Both sides of the pi3 Networking are active so it can be it’s own Wi-Fi router but also bridge to a physical ethernet. You may have to do some tweaking of IP addresses. Image for the pi three is set to 192.168.0.1. For the Wi-Fi side. And it’s pretty easy to set your own fixed IP for the ethernet side. My ethernet is in the 192.16 8.1.*Range.You do have to have an individual device for each headset running a Mumble client. Doesn’t have to be a pie zero. Could be an OLd pc Thin client etc But in your environment it’s probably best to standardize, and as cheap as the pie zeros are yes kind of a no brainer. They can connect via Wi-Fi even if they’re sitting right next to your base, or they can connect via ethernet but they don’t have an ethernet port like the three. They would need an adapter for wired Cat 5. so it’s probably easiest if you have to have part of your client farm away from the base to use either a pie three, or what we do is we have a Wireless repeater that the pi zero talks to. 

I have all of my stations set up for VNC access. That way I can see status or if I need to repeat the headphone set up and calibration it can be done without having to attach a keyboard and monitor. I used fixed IP addresses throughout. 

It took me a while to get a nice stable zero client image. I have one now. Part of the problem was I created one on an eight gig card and burn it to a 16 and the system would run out of space because some of the file handling is wonky. So I have a 16 image That works now and I would only burn it to a 16 SD card. Similarly the base pay three image I believe Is an eight gig. I keep one inside the cover as a spare pre configured But have never had to use it

I have been using the SanDisk SD cards I hear there’s some real crap out there.


----------



## jtweigandt (Aug 23, 2018)

Also when you go to set up and calibrate the headset first time it may look like it’s not working because for some reason you won’t hear the demo audio. You will see the VU graphic working as You test the microphone. After you make it all the way through set up wizard. You need to physically close mumble, and then reboot the pie, and it should wake up happy.
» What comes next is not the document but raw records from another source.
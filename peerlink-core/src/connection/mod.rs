//! Per-peer connection actors with request correlation and reconnection

pub mod actor;
pub mod commands;
pub mod handle;

mod availability;
mod backlog;
mod core;

use std::fmt;

pub use actor::spawn_connection;
pub use commands::{ConnectionCommand, ConnectionStats};
pub use handle::ConnectionHandle;

use crate::transport::TransportError;

/// Stable peer identity.
///
/// 32-byte public key identifying a peer independently of its network
/// address. Addresses may change across reconnections; the identity
/// does not.
#[derive(Debug, Clone, Copy, PartialEq, Eq, Hash)]
pub struct PeerId([u8; 32]);

impl PeerId {
    /// Length of a peer identity in bytes.
    pub const LEN: usize = 32;

    /// Creates a peer id from a 32-byte public key.
    pub fn new(key: [u8; 32]) -> Self {
        Self(key)
    }

    /// Returns the underlying public key bytes.
    pub fn as_bytes(&self) -> &[u8; 32] {
        &self.0
    }

    /// Generates a random peer id.
    ///
    /// Stand-in for a real node keypair; used by tests and examples.
    pub fn generate() -> Self {
        let mut key = [0u8; 32];
        for byte in &mut key {
            *byte = rand::random();
        }
        Self(key)
    }

    /// Parses a peer id from its 64-character hex form.
    ///
    /// # Errors
    /// - `hex::FromHexError` - Input is not exactly 32 hex-encoded bytes
    pub fn from_hex(s: &str) -> Result<Self, hex::FromHexError> {
        let raw = hex::decode(s)?;
        let key: [u8; 32] = raw
            .try_into()
            .map_err(|_| hex::FromHexError::InvalidStringLength)?;
        Ok(Self(key))
    }
}

impl fmt::Display for PeerId {
    fn fmt(&self, f: &mut fmt::Formatter<'_>) -> fmt::Result {
        for byte in &self.0 {
            write!(f, "{byte:02x}")?;
        }
        Ok(())
    }
}

/// Externally observable state of a peer connection.
///
/// A reconnect attempt may be in flight while `Disconnected`; observers
/// never see an intermediate connecting state.
#[derive(Debug, Clone, Copy, PartialEq, Eq)]
pub enum ConnectionState {
    /// A live transport link is established.
    Connected,
    /// No live link; the reconnection loop is running.
    Disconnected,
}

impl ConnectionState {
    /// Whether a live link is established.
    pub fn is_connected(&self) -> bool {
        matches!(self, ConnectionState::Connected)
    }
}

impl fmt::Display for ConnectionState {
    fn fmt(&self, f: &mut fmt::Formatter<'_>) -> fmt::Result {
        match self {
            ConnectionState::Connected => write!(f, "connected"),
            ConnectionState::Disconnected => write!(f, "disconnected"),
        }
    }
}

/// Errors surfaced by connection operations.
///
/// Nothing here is fatal to the node: a failing connection degrades to
/// `Disconnected` and keeps retrying while callers decide for themselves
/// whether to retry their requests.
#[derive(Debug, thiserror::Error)]
pub enum ConnectionError {
    /// The peer is not connected, or the transport closed underneath an
    /// outstanding request.
    #[error("connection to peer is closed")]
    Closed,

    #[error("request {request_id} timed out")]
    Timeout { request_id: u32 },

    #[error("transport error: {0}")]
    Transport(#[from] TransportError),

    #[error("connection actor has shut down")]
    Shutdown,

    #[error("peer {peer_id} not found")]
    PeerNotFound { peer_id: PeerId },

    #[error("peer {peer_id} already registered")]
    DuplicatePeer { peer_id: PeerId },
}
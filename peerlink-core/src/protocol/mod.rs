//! Wire envelope framing for request/response correlation

pub mod codec;

pub use codec::BinaryCodec;

use bytes::Bytes;

use crate::connection::PeerId;

/// Wire frame pairing a correlation id with an opaque payload.
///
/// Produced by a connection actor on send and consumed on receive. The
/// connection layer inspects only `request_id`; the payload belongs to
/// whatever protocol the node speaks above this crate.
#[derive(Debug, Clone, PartialEq, Eq)]
pub struct Envelope {
    /// Correlation id matched against the outstanding-request backlog
    pub request_id: u32,
    /// Identity of the node that produced the frame
    pub sender: PeerId,
    /// Opaque application payload
    pub payload: Bytes,
}

/// Frame encoder/decoder used by connection actors.
///
/// Implementations turn an outgoing request id and payload into a wire
/// frame and decode inbound frames back into envelopes. Outer framing
/// (length prefixes, checksums) is the transport's concern.
pub trait Codec: Send + Sync {
    /// Encodes an outgoing envelope into a wire frame.
    fn encode(&self, request_id: u32, payload: &[u8]) -> Bytes;

    /// Decodes an inbound wire frame.
    ///
    /// # Errors
    /// - `DecodeError::Truncated` - Frame shorter than the envelope header
    fn decode(&self, frame: &[u8]) -> Result<Envelope, DecodeError>;
}

/// Errors from decoding inbound frames.
///
/// Undecodable frames are dropped by the connection actor without
/// failing any outstanding request.
#[derive(Debug, thiserror::Error)]
pub enum DecodeError {
    #[error("frame of {len} bytes is shorter than the envelope header")]
    Truncated { len: usize },
}
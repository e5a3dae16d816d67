//! Binary envelope codec

use bytes::{Buf, BufMut, Bytes, BytesMut};

use super::{Codec, DecodeError, Envelope};
use crate::connection::PeerId;

/// Envelope header: 4-byte big-endian request id + sender public key.
pub const HEADER_LEN: usize = 4 + PeerId::LEN;

/// Default wire codec.
///
/// Lays frames out as the request id, the sender's public key, and the
/// payload bytes. Stamps outgoing frames with the local node identity.
#[derive(Debug, Clone)]
pub struct BinaryCodec {
    sender: PeerId,
}

impl BinaryCodec {
    /// Creates a codec that stamps outgoing frames as sent by `sender`.
    pub fn new(sender: PeerId) -> Self {
        Self { sender }
    }
}

impl Codec for BinaryCodec {
    fn encode(&self, request_id: u32, payload: &[u8]) -> Bytes {
        let mut buf = BytesMut::with_capacity(HEADER_LEN + payload.len());
        buf.put_u32(request_id);
        buf.put_slice(self.sender.as_bytes());
        buf.put_slice(payload);
        buf.freeze()
    }

    fn decode(&self, frame: &[u8]) -> Result<Envelope, DecodeError> {
        if frame.len() < HEADER_LEN {
            return Err(DecodeError::Truncated { len: frame.len() });
        }

        let mut buf = frame;
        let request_id = buf.get_u32();
        let mut key = [0u8; PeerId::LEN];
        buf.copy_to_slice(&mut key);

        Ok(Envelope {
            request_id,
            sender: PeerId::new(key),
            payload: Bytes::copy_from_slice(buf),
        })
    }
}
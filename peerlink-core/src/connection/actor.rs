//! Actor implementation for peer connections.

use std::net::SocketAddr;
use std::sync::Arc;

use tokio::sync::mpsc;

use super::PeerId;
use super::commands::ConnectionCommand;
use super::core::{ConnectionEvent, PeerConnection};
use super::handle::ConnectionHandle;
use crate::config::ConnectionConfig;
use crate::protocol::Codec;
use crate::transport::{LinkEvent, Transport};

/// Spawns the connection actor for one peer and returns its handle.
///
/// The actor immediately dispatches a background connect attempt;
/// creation never waits for connectivity. Commands are processed
/// sequentially by a single task, so connection state needs no locking
/// and no peer can delay another.
pub fn spawn_connection(
    peer_id: PeerId,
    address: SocketAddr,
    transport: Arc<dyn Transport>,
    codec: Arc<dyn Codec>,
    config: ConnectionConfig,
) -> ConnectionHandle {
    let (sender, receiver) = mpsc::channel(config.command_buffer);
    let (event_sender, event_receiver) = mpsc::unbounded_channel();
    let connection = PeerConnection::new(peer_id, address, transport, codec, config, event_sender);

    tokio::spawn(async move {
        run_actor_loop(connection, receiver, event_receiver).await;
    });

    ConnectionHandle::new(peer_id, sender)
}

/// One resolved step of the actor loop.
enum Step {
    Command(Option<ConnectionCommand>),
    Event(ConnectionEvent),
    Link(Option<LinkEvent>),
}

/// Runs the main actor processing loop.
///
/// Commands, detached-task feedback, and link events are interleaved
/// here one at a time. The loop ends on a shutdown command or once every
/// handle is gone; either way all outstanding waiters are failed and all
/// pending timers stopped before the task exits.
async fn run_actor_loop(
    mut connection: PeerConnection,
    mut receiver: mpsc::Receiver<ConnectionCommand>,
    mut events: mpsc::UnboundedReceiver<ConnectionEvent>,
) {
    tracing::debug!(peer_id = %connection.peer_id(), "Connection actor started");
    connection.dial();

    loop {
        let step = {
            let link_events = connection.link_events_mut();
            tokio::select! {
                command = receiver.recv() => Step::Command(command),
                Some(event) = events.recv() => Step::Event(event),
                event = next_link_event(link_events) => Step::Link(event),
            }
        };

        match step {
            Step::Command(Some(command)) => {
                if !connection.handle_command(command) {
                    break;
                }
            }
            // Every handle dropped; stop serving this peer
            Step::Command(None) => break,
            Step::Event(event) => connection.handle_event(event),
            Step::Link(Some(event)) => connection.handle_link_event(event),
            // The link's tasks are gone without an explicit closure signal
            Step::Link(None) => connection.handle_link_event(LinkEvent::Closed {
                reason: "link event channel closed".to_string(),
            }),
        }
    }

    connection.teardown();
    tracing::debug!(peer_id = %connection.peer_id(), "Connection actor stopped");
}

/// Resolves to the next event of the live link, or never if there is none.
async fn next_link_event(events: Option<&mut mpsc::Receiver<LinkEvent>>) -> Option<LinkEvent> {
    match events {
        Some(events) => events.recv().await,
        None => std::future::pending().await,
    }
}
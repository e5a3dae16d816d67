//! Peerlink Core - peer connection layer for a distributed ledger node
//!
//! This crate maintains one persistent, reconnecting transport connection
//! per remote peer, multiplexes concurrent request/response exchanges over
//! it, and tracks per-peer availability for higher-level peer selection.
//! Each peer is served by an independent connection actor; byte-level
//! socket handling and payload semantics stay below and above this crate
//! respectively.

pub mod config;
pub mod connection;
pub mod protocol;
pub mod registry;
pub mod tracing_setup;
pub mod transport;

// Re-export main types for convenient access
pub use config::PeerlinkConfig;
pub use connection::{
    ConnectionError, ConnectionHandle, ConnectionState, ConnectionStats, PeerId, spawn_connection,
};
pub use protocol::{BinaryCodec, Codec, DecodeError, Envelope};
pub use registry::ConnectionRegistry;
pub use transport::{Link, LinkEvent, SimTransport, TcpTransport, Transport, TransportError};

/// Convenient result alias for connection operations.
pub type Result<T> = std::result::Result<T, ConnectionError>;
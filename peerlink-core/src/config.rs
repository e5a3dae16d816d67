//! Centralized configuration for Peerlink.
//!
//! All tunable parameters and settings are defined here to avoid
//! hard-coded values scattered throughout the codebase.

use std::time::Duration;

/// Central configuration for all Peerlink components.
///
/// Groups related settings into logical sections. Supports environment
/// variable overrides for runtime customization.
#[derive(Debug, Clone, Default)]
pub struct PeerlinkConfig {
    pub connection: ConnectionConfig,
    pub transport: TransportConfig,
}

/// Connection actor behavior.
///
/// Controls the reconnection loop, request deadlines, and the channel
/// capacities backing each actor.
#[derive(Debug, Clone)]
pub struct ConnectionConfig {
    /// Fixed delay between connect attempts while disconnected
    pub reconnect_interval: Duration,
    /// Request timeout used when the caller does not supply one
    pub default_request_timeout: Duration,
    /// Capacity of the actor command channel
    pub command_buffer: usize,
    /// Capacity of the per-link inbound event channel
    pub event_buffer: usize,
}

impl Default for ConnectionConfig {
    fn default() -> Self {
        Self {
            reconnect_interval: Duration::from_millis(500),
            default_request_timeout: Duration::from_secs(10),
            command_buffer: 100,
            event_buffer: 64,
        }
    }
}

/// Transport-level settings for the TCP implementation.
#[derive(Debug, Clone)]
pub struct TransportConfig {
    /// Dial timeout for a single connect attempt
    pub connect_timeout: Duration,
    /// Maximum frame size accepted in either direction
    pub max_frame_size: usize,
    /// Outbound frame queue depth per link
    pub outbound_queue: usize,
}

impl Default for TransportConfig {
    fn default() -> Self {
        Self {
            connect_timeout: Duration::from_secs(10),
            max_frame_size: 4 * 1024 * 1024, // 4 MiB
            outbound_queue: 256,
        }
    }
}

impl PeerlinkConfig {
    /// Creates configuration with environment variable overrides.
    ///
    /// Allows runtime tuning via environment variables while keeping
    /// sensible defaults for everything else.
    pub fn from_env() -> Self {
        let mut config = Self::default();

        if let Ok(interval) = std::env::var("PEERLINK_RECONNECT_INTERVAL_MS") {
            if let Ok(millis) = interval.parse::<u64>() {
                config.connection.reconnect_interval = Duration::from_millis(millis);
            }
        }

        if let Ok(timeout) = std::env::var("PEERLINK_REQUEST_TIMEOUT_MS") {
            if let Ok(millis) = timeout.parse::<u64>() {
                config.connection.default_request_timeout = Duration::from_millis(millis);
            }
        }

        if let Ok(max_frame) = std::env::var("PEERLINK_MAX_FRAME_SIZE") {
            if let Ok(size) = max_frame.parse::<usize>() {
                config.transport.max_frame_size = size;
            }
        }

        config
    }

    /// Creates a configuration optimized for tests: short intervals so
    /// reconnect and timeout paths resolve quickly.
    pub fn for_testing() -> Self {
        Self {
            connection: ConnectionConfig {
                reconnect_interval: Duration::from_millis(25),
                default_request_timeout: Duration::from_millis(200),
                command_buffer: 16,
                event_buffer: 16,
            },
            transport: TransportConfig {
                connect_timeout: Duration::from_millis(250),
                max_frame_size: 64 * 1024,
                outbound_queue: 16,
            },
        }
    }
}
There is also a good chance that if you power up a pie without the USB headset Attached, it may drop back to default and you might have to do the set up sequence again with the audio wizard.


----------



## blallik (Aug 23, 2018)

Appreciate the info, just a little confused on the SD images. You have one picomm image on your drive--is that the image for the pi 3 and the pi zero, or are there two different images, and if so are you sharing both? 


jtweigandt said:


> Both sides of the pi3 Networking are active so it can be it’s own Wi-Fi router but also bridge to a physical ethernet. You may have to do some tweaking of IP addresses. Image for the pi three is set to 192.168.0.1. For the Wi-Fi side. And it’s pretty easy to set your own fixed IP for the ethernet side. My ethernet is in the 192.16 8.1.*Range.You do have to have an individual device for each headset running a Mumble client. Doesn’t have to be a pie zero. Could be an OLd pc Thin client etc But in your environment it’s probably best to standardize, and as cheap as the pie zeros are yes kind of a no brainer. They can connect via Wi-Fi even if they’re sitting right next to your base, or they can connect via ethernet but they don’t have an ethernet port like the three. They would need an adapter for wired Cat 5. so it’s probably easiest if you have to have part of your client farm away from the base to use either a pie three, or what we do is we have a Wireless repeater that the pi zero talks to.
> 
> I have all of my stations set up for VNC access. That way I can see status or if I need to repeat the headphone set up and calibration it can be done without having to attach a keyboard and monitor. I used fixed IP addresses throughout.
> 
> ...


----------



## jtweigandt (Aug 23, 2018)

The image that is up now is for the back bone that is the all in one Wi-Fi router and mumble server host. It will run on a three or a zero. But the Wi-Fi is better on the three and the three gives you a bridge to your wired ethernet backbone. I am at the theater today and will snag the image that has been bulletproof for the station for the pie zero and upload it soon. I also have an image for a station that can be burnt to a USB thumb drive to boot up in raspian. That would let you use any old thin client or old PC you happen have sitting around as a station. So yes the server and the station images are two different things.


----------



## blallik (Aug 23, 2018)

That would be amazing, thank you so much! Let me know if it would be easiest for me to mail sd cards and thumb drive, or if you can put the images on your Google drive. I can't wait to get this going, we have had no com in our theater since the renovation...


jtweigandt said:


> The image that is up now is for the back bone that is the all in one Wi-Fi router and mumble server host. It will run on a three or a zero. But the Wi-Fi is better on the three and the three gives you a bridge to your wired ethernet backbone. I am at the theater today and will snag the image that has been bulletproof for the station for the pie zero and upload it soon. I also have an image for a station that can be burnt to a USB thumb drive to boot up in raspian. That would let you use any old thin client or old PC you happen have sitting around as a station. So yes the server and the station images are two different things.


----------



## Jay Ashworth (Oct 19, 2018)

I just ran across this on Amazon; would it solve the BT problems?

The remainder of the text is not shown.